Project Demo


The idea

This project required us to make art out of data visualization. I wanted my data to be personal. I wanted my piece to comment on the ways that digital communication can sometimes fall short.

My initial instinct was to use my keystroke data over several months. I had a program installed on both my laptop and desktop computer that tracked the frequency of every key, as well as mouse clicks and locations.

I wanted to take this data and with the use of a 3D printer, generate a model of a keyboard with each key's height representing its frequency on my keyboard. While I liked this idea, it didn't feel very personal, so I thought of ways that I could diverge from it.

My next approach was to take my text message history and create something interesting with it.

The source code can be found here.

Artist statement

I’ve often thought about the intricacies inherent in textual communication and how easily meaning can be lost. Nonverbal cues and subtleties comprise a large and important component of communication. These subtleties most often come in tonal and visual forms. When everything but the literal content of a message is stripped away, it can become difficult to understand or easy to misinterpret.

For this project, I took all of the text messages sent from and received by my phone over the last few months and represented them in such a way that we see the opposite: a solely visual and tonal expression of their contents. Every text message creates a visual based on a number of factors: the frequency of each letter, the length of the message, the time of day it was sent, whether it was sent or received, and the name of the recipient or sender.

For each message, the background of the visual is coloured according to the way that the sky usually looks at the time of day it was sent. The first and last initials of the sender or recipient determine the tint colour that is used throughout the piece. This tint is used to colour two things: the frame around the visual, and the dynamic shapes that represent the frequency of letters used in each message. A tone is then generated for each message based on its most frequently used letter. Finally, after visually and tonally representing each message, there is a brief delay equal in milliseconds to its length in characters.

If you watch closely as the generated imagery flickers, some trends reveal themselves, but they are difficult to pin down with any certainty. When the content of a message is obfuscated by tonal and visual elements, we must simply guess at its original meaning. This creates an interesting contrast to the original problem, wherein we know what the message means through its content but have no visual or auditory cues: now we have visual and audio cues but no context for them.

With this piece I hoped to make the audience think about the multitude of ways that we connect with one another and consider the subtle differences between them.


Technical summary

I found an application on the Google Play Store which allowed me to export my entire text message log into an XML file. Using Excel, I was able to convert this data into a CSV file. It was difficult to get the file to convert into anything but this format, and unfortunately under this format, the cells were in a strange structure.

Every message occupied 5 vertically aligned cells, but with no clear division except the names of the cells. I read the CSV file into Processing and created a quick workaround to the cell formatting issue. I created an array for each category of value and then simply had every fifth row assigned to the next space in that category's array. So for the "Name" value (sender or receiver of message), I assigned its first position the second value, its second the seventh, its third the twelfth, and so on.

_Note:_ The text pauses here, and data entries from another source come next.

/// A single SRT connection, datagrams in, actions out.
pub struct Connection {
    config: SrtConfig,
    role: Role,
    state: State,
    local_socket_id: u32,
    /// ISN announced to the peer during the handshake.
    hs_initial_seq: SeqNumber,
    peer_socket_id: u32,
    session_origin: Instant,
    caller_hs: Option<CallerHandshake>,
    listener_hs: Option<ListenerHandshake>,
    negotiated: Option<Negotiated>,
    cipher: Option<CipherSession>,
    send: Option<SendEngine>,
    recv: Option<ReceiveEngine>,
    tsbpd: Option<TsbpdScheduler>,
    rtt: RttEstimator,
    congestion: CongestionController,
    flow: Option<FlowController>,
    timers: TimerSet,
    /// Send times of recently emitted ACKs, for AckAck round trips.
    ack_times: Vec<(u32, Instant)>,
    last_sent_at: Instant,
    last_heard_at: Instant,
    stats: ConnStats,
}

Overcoming this hurdle made the rest of the program fairly straightforward to write. I decided that I wanted to create an abstract representation of each message, but without making everything completely random, as it would then lose all meaning.


I took a layered approach to the design aspects of the final product. Firstly, I decided to start with a portrait orientation for the visualization, to represent the way that text messaging usually looks.

The background layer comprised the context of the message. I divided the day into different segments, and assigned each segment a colour to represent the way that the sky looked during that portion of the day. Then I took the time that each message was sent, and based on which segment it fell into, the background of the scene became that colour.

Next, the name of each contact was taken, and split into its initials. The name "Daniel James" became DJ, and an RGB value was generated in a pseudo-random way. The R value was taken from the first initial: 26 (number of letters) was mapped to 255 (maximum colour value) using basic math. The same was done for the G value and the initial of the last name. Then for the B value, both initials were added together, and the resulting number from 2 - 52 was mapped to 255. The resulting RGB value was used to paint the rest of the elements in the final product. Using this method, every contact is given a seemingly random colour value based on their name, and these colours remain consistent.

The next layer of the design was the frame, which was painted with the RGB value from the last step. The frame was static, and created a nice visual balance for the rest of the piece. Lastly, the bars along the bottom and top were visual representations of every message sent or received, displayed in chronological order.

If a message was received by my phone, it generated bars along the top of the frame, and if a message was sent from my phone, it generated bars along the bottom. I made one bar for each letter, so there were 26 evenly-divided bars along both the top and bottom of the frame. Every bar was given a length representing that letter's frequency in each message. Not only does this technique allow the audience to see which letters are more frequently used in common English, it also shows the general length of every message.

I initially had 28 bars, with the extra ones representing the frequency of punctuation and numbers. I decided to take them out because the punctuation bar was always higher than the rest and would require too much normalization. I also liked the simplicity of only showing letter frequency.

Then, to add an auditory component to the final presentation, the most frequently used letter for each message was calculated and the message was assigned a tone to play based on this letter.

The final step was to cycle through each message, and pause for as many milliseconds as there were characters in the message before jumping to the next one.